Information supplied Start Marker
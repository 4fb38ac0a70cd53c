//! HTTP middleware

pub mod metrics;
pub mod rate_limit;
//! Paper lookup against the bibliographic search API
//!
//! Provides:
//! - The canonical `Paper` record every other component consumes
//! - Normalization of raw upstream records (defaults for missing fields)
//! - `PaperIndex` trait with an HTTP client and a static in-process index

use crate::config::PaperIndexConfig;
use crate::errors::{AppError, Result, Upstream};
use crate::metrics::UpstreamTimer;
use async_trait::async_trait;
use serde::{Deserialize, Serialize};
use std::time::Duration;

/// Field set requested for every lookup
pub const PAPER_FIELDS: &str =
    "paperId,title,abstract,authors,year,citationCount,url,venue,publicationDate,fieldsOfStudy";

#[derive(Debug, Clone, PartialEq, Eq, Serialize, Deserialize)]
#[serde(rename_all = "camelCase")]
pub struct Author {
    pub name: String,
    #[serde(default, skip_serializing_if = "Option::is_none")]
    pub author_id: Option<String>,
}

/// Canonical bibliographic record. Never persisted, always refetched.
#[derive(Debug, Clone, PartialEq, Eq, Serialize, Deserialize)]
#[serde(rename_all = "camelCase")]
pub struct Paper {
    pub paper_id: String,
    pub title: String,
    #[serde(rename = "abstract", default, skip_serializing_if = "Option::is_none")]
    pub abstract_text: Option<String>,
    #[serde(default)]
    pub authors: Vec<Author>,
    #[serde(default, skip_serializing_if = "Option::is_none")]
    pub year: Option<i32>,
    #[serde(default)]
    pub citation_count: u64,
    #[serde(default, skip_serializing_if = "Option::is_none")]
    pub url: Option<String>,
    #[serde(default, skip_serializing_if = "Option::is_none")]
    pub venue: Option<String>,
    #[serde(default, skip_serializing_if = "Option::is_none")]
    pub publication_date: Option<String>,
    #[serde(default, skip_serializing_if = "Option::is_none")]
    pub fields_of_study: Option<Vec<String>>,
}

impl Paper {
    /// Author names joined for prompts and exports
    pub fn author_names(&self) -> String {
        self.authors
            .iter()
            .map(|a| a.name.as_str())
            .collect::<Vec<_>>()
            .join(", ")
    }
}

/// Search envelope, same shape as the upstream's with normalized records
#[derive(Debug, Clone, Serialize, Deserialize)]
pub struct SearchResponse {
    pub total: u64,
    pub offset: u64,
    #[serde(default, skip_serializing_if = "Option::is_none")]
    pub next: Option<u64>,
    pub data: Vec<Paper>,
}

// Upstream records: every field may be absent or null.

#[derive(Debug, Default, Deserialize)]
#[serde(rename_all = "camelCase")]
struct RawAuthor {
    name: Option<String>,
    author_id: Option<String>,
}

#[derive(Debug, Default, Deserialize)]
#[serde(rename_all = "camelCase")]
struct RawPaper {
    paper_id: Option<String>,
    title: Option<String>,
    #[serde(rename = "abstract")]
    abstract_text: Option<String>,
    authors: Option<Vec<RawAuthor>>,
    year: Option<i32>,
    citation_count: Option<i64>,
    url: Option<String>,
    venue: Option<String>,
    publication_date: Option<String>,
    fields_of_study: Option<Vec<String>>,
}

#[derive(Debug, Deserialize)]
struct RawSearchResponse {
    total: Option<u64>,
    offset: Option<u64>,
    next: Option<u64>,
    data: Option<Vec<RawPaper>>,
}

impl From<RawPaper> for Paper {
    fn from(raw: RawPaper) -> Self {
        Paper {
            paper_id: raw.paper_id.unwrap_or_default(),
            title: raw.title.unwrap_or_default(),
            abstract_text: raw.abstract_text,
            authors: raw
                .authors
                .unwrap_or_default()
                .into_iter()
                .map(|a| Author {
                    name: a.name.unwrap_or_default(),
                    author_id: a.author_id,
                })
                .collect(),
            year: raw.year,
            citation_count: raw.citation_count.unwrap_or(0).max(0) as u64,
            url: raw.url,
            venue: raw.venue,
            publication_date: raw.publication_date,
            fields_of_study: raw.fields_of_study,
        }
    }
}

/// Normalize one upstream paper object
pub fn normalize_paper(value: serde_json::Value) -> Result<Paper> {
    let raw: RawPaper = serde_json::from_value(value).map_err(|e| AppError::MalformedResponse {
        service: Upstream::PaperIndex,
        message: e.to_string(),
    })?;
    Ok(raw.into())
}

/// Normalize an upstream search envelope, keeping at most `limit` records
pub fn normalize_search(value: serde_json::Value, limit: usize) -> Result<SearchResponse> {
    let raw: RawSearchResponse =
        serde_json::from_value(value).map_err(|e| AppError::MalformedResponse {
            service: Upstream::PaperIndex,
            message: e.to_string(),
        })?;

    let mut data: Vec<Paper> = raw
        .data
        .unwrap_or_default()
        .into_iter()
        .map(Paper::from)
        .collect();
    data.truncate(limit);

    Ok(SearchResponse {
        total: raw.total.unwrap_or(data.len() as u64),
        offset: raw.offset.unwrap_or(0),
        next: raw.next,
        data,
    })
}

/// Reject empty or whitespace-only queries
pub fn validate_query(query: &str) -> Result<&str> {
    let trimmed = query.trim();
    if trimmed.is_empty() {
        return Err(AppError::MissingField {
            field: "query".to_string(),
        });
    }
    Ok(trimmed)
}

/// Lookup against the external paper index
#[async_trait]
pub trait PaperIndex: Send + Sync {
    /// Text search returning at most the configured number of records
    async fn search(&self, query: &str) -> Result<SearchResponse>;

    /// Single-record fetch by external id
    async fn get_paper(&self, paper_id: &str) -> Result<Paper>;

    /// Convenience: just the papers of a search
    async fn search_papers(&self, query: &str) -> Result<Vec<Paper>> {
        Ok(self.search(query).await?.data)
    }
}

/// HTTP client for the Semantic Scholar graph API
pub struct SemanticScholarClient {
    client: reqwest::Client,
    base_url: String,
    api_key: Option<String>,
    limit: usize,
}

impl SemanticScholarClient {
    pub fn new(config: &PaperIndexConfig) -> Result<Self> {
        let client = reqwest::Client::builder()
            .timeout(Duration::from_secs(30))
            .build()?;

        Ok(Self {
            client,
            base_url: config.base_url.trim_end_matches('/').to_string(),
            api_key: config.api_key.clone(),
            limit: config.search_limit,
        })
    }

    async fn get_json(&self, url: reqwest::Url) -> Result<serde_json::Value> {
        let timer = UpstreamTimer::start(Upstream::PaperIndex);

        let mut request = self.client.get(url);
        if let Some(ref key) = self.api_key {
            request = request.header("x-api-key", key);
        }

        let result = async {
            let response = request
                .send()
                .await
                .map_err(|e| AppError::upstream(Upstream::PaperIndex, e.to_string()))?;

            if !response.status().is_success() {
                let status = response.status();
                let body = response.text().await.unwrap_or_default();
                return Err(AppError::upstream(
                    Upstream::PaperIndex,
                    format!("API error {}: {}", status, body),
                ));
            }

            response
                .json::<serde_json::Value>()
                .await
                .map_err(|e| AppError::MalformedResponse {
                    service: Upstream::PaperIndex,
                    message: e.to_string(),
                })
        }
        .await;

        timer.finish(result.is_ok());
        result
    }

    fn url(&self, path: &str) -> Result<reqwest::Url> {
        reqwest::Url::parse(&format!("{}/{}", self.base_url, path)).map_err(|e| {
            AppError::Configuration {
                message: format!("Invalid paper index URL: {}", e),
            }
        })
    }
}

#[async_trait]
impl PaperIndex for SemanticScholarClient {
    async fn search(&self, query: &str) -> Result<SearchResponse> {
        let query = validate_query(query)?;

        let mut url = self.url("paper/search")?;
        url.query_pairs_mut()
            .append_pair("query", query)
            .append_pair("limit", &self.limit.to_string())
            .append_pair("fields", PAPER_FIELDS);

        let body = self.get_json(url).await?;
        let response = normalize_search(body, self.limit)?;

        tracing::debug!(query = %query, results = response.data.len(), "Paper search completed");
        Ok(response)
    }

    async fn get_paper(&self, paper_id: &str) -> Result<Paper> {
        let paper_id = paper_id.trim();
        if paper_id.is_empty() {
            return Err(AppError::MissingField {
                field: "paperId".to_string(),
            });
        }

        let mut url = self.url("paper")?;
        url.path_segments_mut()
            .map_err(|_| AppError::Configuration {
                message: "Paper index URL cannot be a base".to_string(),
            })?
            .push(paper_id);
        url.query_pairs_mut().append_pair("fields", PAPER_FIELDS);

        normalize_paper(self.get_json(url).await?)
    }
}

/// In-process index over a fixed set of papers, for development and tests
pub struct StaticPaperIndex {
    papers: Vec<Paper>,
    limit: usize,
}

impl StaticPaperIndex {
    pub fn new(papers: Vec<Paper>) -> Self {
        Self { papers, limit: 10 }
    }

    pub fn with_limit(mut self, limit: usize) -> Self {
        self.limit = limit;
        self
    }
}

#[async_trait]
impl PaperIndex for StaticPaperIndex {
    async fn search(&self, query: &str) -> Result<SearchResponse> {
        let needle = validate_query(query)?.to_lowercase();

        let matches: Vec<Paper> = self
            .papers
            .iter()
            .filter(|p| {
                p.title.to_lowercase().contains(&needle)
                    || p.abstract_text
                        .as_deref()
                        .is_some_and(|a| a.to_lowercase().contains(&needle))
            })
            .cloned()
            .collect();

        let total = matches.len() as u64;
        let data: Vec<Paper> = matches.into_iter().take(self.limit).collect();

        Ok(SearchResponse {
            total,
            offset: 0,
            next: (total > data.len() as u64).then_some(data.len() as u64),
            data,
        })
    }

    async fn get_paper(&self, paper_id: &str) -> Result<Paper> {
        self.papers
            .iter()
            .find(|p| p.paper_id == paper_id)
            .cloned()
            .ok_or_else(|| {
                AppError::upstream(Upstream::PaperIndex, format!("API error 404: {}", paper_id))
            })
    }
}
Information supplied End Marker
## [Your instructions]
Return each line in the records that holds the string "AppError".

## [Task response]
use crate::errors::{AppError, Result, Upstream};
    let raw: RawPaper = serde_json::from_value(value).map_err(|e| AppError::MalformedResponse {
        serde_json::from_value(value).map_err(|e| AppError::MalformedResponse {
        return Err(AppError::MissingField {
                .map_err(|e| AppError::upstream(Upstream::PaperIndex, e.to_string()))?;
                return Err(AppError::upstream(
                .map_err(|e| AppError::MalformedResponse {
            AppError::Configuration {
            return Err(AppError::MissingField {
            .map_err(|_| AppError::Configuration {
                AppError::upstream(Upstream::PaperIndex, format!("API error 404: {}", paper_id))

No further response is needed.